Five years ago, Felix Tang’s eczema was a debilitating accompaniment to stress. The chronic inflammatory skin condition was spread all over his body, his arms and legs covered with a deep-seated itch that oozed clear liquid.
No solution seemed permanent. Tang changed his diet, he prioritized sleep to reduce stress, he took steroids that relieved the itch but left him hopped up on drugs with the promise of a wicked skin flare up when he eventually stopped taking them.
Out of options, Tang’s doctor recommended him to a dermatologist conducting a clinical trial for dupilumab, a biologic used internationally to treat those who have moderate to severe eczema.

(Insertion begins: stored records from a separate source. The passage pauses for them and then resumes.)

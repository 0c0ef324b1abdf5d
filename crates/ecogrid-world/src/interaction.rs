//! Encounters between entities sharing a cell: fights, feeding and mating.

use crate::dice::Dice;
use crate::entity::{Creature, Entity};
use crate::simulation::Ecosystem;
use ecogrid_core::{Coord, DeathCause, EntityId, Kind};
use tracing::{debug, trace};

/// Minimum hunger before an animal picks a fight.
pub const ATTACK_HUNGER: f64 = 30.0;
/// Minimum aggressiveness for a carnivore to attack another carnivore.
pub const RIVAL_AGGRESSION: i32 = 30;
/// Hunger at which a carnivore's bias against herbivores flips sign.
pub const HUNGER_PIVOT: f64 = 50.0;
pub const HUNGER_BIAS: f64 = 0.1;
pub const CARNIVORE_MASS_FACTOR: f64 = 0.3;
pub const AGGRESSION_FACTOR: f64 = 0.2;
pub const OMNIVORE_MASS_FACTOR: f64 = 0.5;
/// The defender scales the attacker's mass by this, not its own.
pub const DEFENDER_MASS_FACTOR: f64 = 0.5;

/// Share of the food's mass subtracted from the eater's hunger.
pub const SATIATION: f64 = 0.3;
/// Share of the food's mass the eater gains.
pub const MASS_GAIN: f64 = 0.5;
pub const HEALING: f64 = 0.3;

/// Whether `attacker` starts a fight with `defender`.
pub fn will_attack(attacker: &Entity, defender: &Entity) -> bool {
    if attacker.id == defender.id {
        return false;
    }
    let hungry = attacker.hunger() > ATTACK_HUNGER;
    match (attacker.kind(), defender.kind()) {
        (_, Kind::Plant) => false,
        (Kind::Carnivore, Kind::Carnivore) => {
            hungry && attacker.creature.aggressiveness() > RIVAL_AGGRESSION
        }
        (Kind::Carnivore, Kind::Herbivore | Kind::Omnivore) => hungry,
        (Kind::Omnivore, Kind::Herbivore | Kind::Omnivore | Kind::Carnivore) => hungry,
        (Kind::Plant | Kind::Herbivore, _) => false,
    }
}

/// Roll bonus of a hunting animal against a herbivore.
fn hunger_bias(hunger: f64) -> f64 {
    if hunger > HUNGER_PIVOT {
        hunger * HUNGER_BIAS
    } else if hunger < HUNGER_PIVOT {
        -hunger * HUNGER_BIAS
    } else {
        0.0
    }
}

/// Combat-relevant stats captured before the dice are rolled.
#[derive(Debug, Clone, Copy)]
struct Fighter {
    id: EntityId,
    kind: Kind,
    mass: f64,
    hunger: f64,
    aggressiveness: i32,
    hit_power: f64,
}

impl From<&Entity> for Fighter {
    fn from(entity: &Entity) -> Self {
        Self {
            id: entity.id,
            kind: entity.kind(),
            mass: entity.mass,
            hunger: entity.hunger(),
            aggressiveness: entity.creature.aggressiveness(),
            hit_power: entity.vitals().map_or(0.0, |vitals| vitals.hit_power),
        }
    }
}

impl<D: Dice> Ecosystem<D> {
    /// Fight every eligible animal sharing a cell with `id`, until `id` dies.
    pub(crate) fn attack(&mut self, id: EntityId) {
        self.for_each_neighbour(id, |eco, other| {
            let (Some(attacker), Some(defender)) = (eco.registry.get(id), eco.registry.get(other))
            else {
                return;
            };
            if will_attack(attacker, defender) {
                eco.fight(id, other);
            }
        });
    }

    /// Resolve one fight. Ties go to the attacker.
    pub(crate) fn fight(&mut self, attacker: EntityId, defender: EntityId) {
        let (Some(a), Some(d)) = (self.registry.get(attacker), self.registry.get(defender)) else {
            return;
        };
        let a = Fighter::from(a);
        let d = Fighter::from(d);

        let (attack, defence) = match d.kind {
            Kind::Plant => return,
            Kind::Herbivore => {
                let attack = self.dice.int(0, 100) as f64 + hunger_bias(a.hunger);
                (attack, self.dice.int(0, 100) as f64)
            }
            Kind::Omnivore | Kind::Carnivore => {
                let roll = self.dice.int(0, 100) as f64;
                let attack = match a.kind {
                    Kind::Carnivore => {
                        roll + a.mass * CARNIVORE_MASS_FACTOR
                            + a.aggressiveness as f64 * AGGRESSION_FACTOR
                    }
                    Kind::Plant | Kind::Herbivore | Kind::Omnivore => {
                        roll + a.mass * OMNIVORE_MASS_FACTOR
                    }
                };
                (attack, self.dice.int(0, 100) as f64 + a.mass * DEFENDER_MASS_FACTOR)
            }
        };

        let attacker_won = attack >= defence;
        debug!(
            attacker = %a.id,
            attacker_kind = %a.kind,
            defender = %d.id,
            defender_kind = %d.kind,
            attack,
            defence,
            attacker_won,
            "Fight"
        );

        if attacker_won {
            self.kill(d.id, DeathCause::LostFight);
            self.feed(a.id, d.mass, true);
            return;
        }
        match d.kind {
            Kind::Herbivore => {
                self.adjust_health(a.id, -d.hit_power, Some(DeathCause::LostFight));
            }
            Kind::Plant | Kind::Omnivore | Kind::Carnivore => {
                self.kill(a.id, DeathCause::LostFight);
                self.feed(d.id, a.mass, true);
            }
        }
    }

    /// Eat the plants sharing a cell with `id`.
    pub(crate) fn eat(&mut self, id: EntityId) {
        self.for_each_neighbour(id, |eco, other| {
            let (Some(eater), Some(food)) = (eco.registry.get(id), eco.registry.get(other)) else {
                return;
            };
            let Creature::Plant { toxic } = food.creature else {
                return;
            };
            let eater_kind = eater.kind();
            let food_mass = food.mass;

            if toxic {
                let poisoned = match eater_kind {
                    Kind::Herbivore => eco.dice.flip(),
                    Kind::Omnivore => true,
                    Kind::Plant | Kind::Carnivore => return,
                };
                if poisoned {
                    eco.kill(id, DeathCause::Poisoned);
                }
                return;
            }

            let heals = match eater_kind {
                Kind::Herbivore => false,
                Kind::Omnivore => true,
                Kind::Plant | Kind::Carnivore => return,
            };
            trace!(eater = %id, plant = %other, food_mass, "Plant eaten");
            eco.kill(other, DeathCause::Eaten);
            eco.feed(id, food_mass, heals);
        });
    }

    /// Mate with the first mature partner of the opposite sex found on the
    /// footprint. At most one child per call.
    pub(crate) fn reproduce(&mut self, id: EntityId) {
        let Some(entity) = self.registry.get(id) else {
            return;
        };
        let kind = entity.kind();
        let maturity = self.rules.for_kind(kind).maturity_age;
        let Some(sex) = entity.sex() else {
            return;
        };
        if entity.age < maturity {
            return;
        }

        let is_mate = |other: EntityId| {
            other != id
                && self.registry.get(other).map_or(false, |mate| {
                    mate.kind() == kind
                        && mate.age >= maturity
                        && mate.sex().map_or(false, |mate_sex| mate_sex != sex)
                })
        };
        let nest = entity
            .footprint
            .cells()
            .iter()
            .copied()
            .find(|&coord| self.grid.contents(coord).iter().any(|&other| is_mate(other)));

        if let Some(coord) = nest {
            self.spawn_child(kind, coord);
        }
    }

    /// Asexual reproduction of a plant at a random cell of its footprint.
    pub(crate) fn propagate(&mut self, id: EntityId) {
        let Some(len) = self.registry.get(id).map(|plant| plant.footprint.len()) else {
            return;
        };
        let index = self.dice.int(0, len as i32);
        let coord = self
            .registry
            .get(id)
            .and_then(|plant| plant.footprint.cells().get(index as usize).copied());
        if let Some(coord) = coord {
            self.spawn_child(Kind::Plant, coord);
        }
    }

    fn spawn_child(&mut self, kind: Kind, coord: Coord) -> EntityId {
        let child = self.conceive(kind, 0);
        let id = self.place_newborn(child, coord);
        self.report.births += 1;
        debug!(entity_id = %id, kind = %kind, at = %coord, tick = self.tick(), "Entity born");
        id
    }

    /// Apply the gains of eating something of `food_mass`.
    fn feed(&mut self, id: EntityId, food_mass: f64, heals: bool) {
        if !self.adjust_hunger(id, -SATIATION * food_mass) {
            return;
        }
        if !self.adjust_mass(id, MASS_GAIN * food_mass) {
            return;
        }
        if heals {
            self.adjust_health(id, HEALING * food_mass, None);
        }
    }

    /// Visit every other live occupant of the cells `id` holds, in footprint
    /// then arrival order, while `id` is alive.
    ///
    /// The footprint is read by index on each step because a visit may grow
    /// the grid or reshape the footprint; occupants are snapshotted per cell.
    fn for_each_neighbour(&mut self, id: EntityId, mut visit: impl FnMut(&mut Self, EntityId)) {
        let mut index = 0;
        loop {
            let Some(coord) = self
                .registry
                .get(id)
                .and_then(|entity| entity.footprint.cells().get(index).copied())
            else {
                return;
            };
            index += 1;

            let cell = self.grid.cell(coord);
            if !cell.is_shared() {
                continue;
            }
            for other in cell.occupants().to_vec() {
                if !self.registry.contains(id) {
                    return;
                }
                if other == id || !self.registry.contains(other) {
                    continue;
                }
                visit(self, other);
            }
        }
    }
}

Finally, he found relief. It’s hard to explain, Tang says, but he does his best:
“The drug works really well because it takes the itch out from inside you.”
But eczema sufferers and advocates are worried people won’t have equal access to the drug after the Canadian Agency for Drugs and Technologies in Health (CADTH) recommended public drug plans not reimburse dupilumab for adults with eczema.
If the provinces follow CADTH’s recommendation, those whose private drug plans won’t cover it are looking at a hefty bill. Without her current coverage, Erin Schroeder, a mother of three living in northern Alberta, says she’d have to pay roughly $1,700 per month. That’s the price for one box, she says, which contains two syringes that provide one month of relief.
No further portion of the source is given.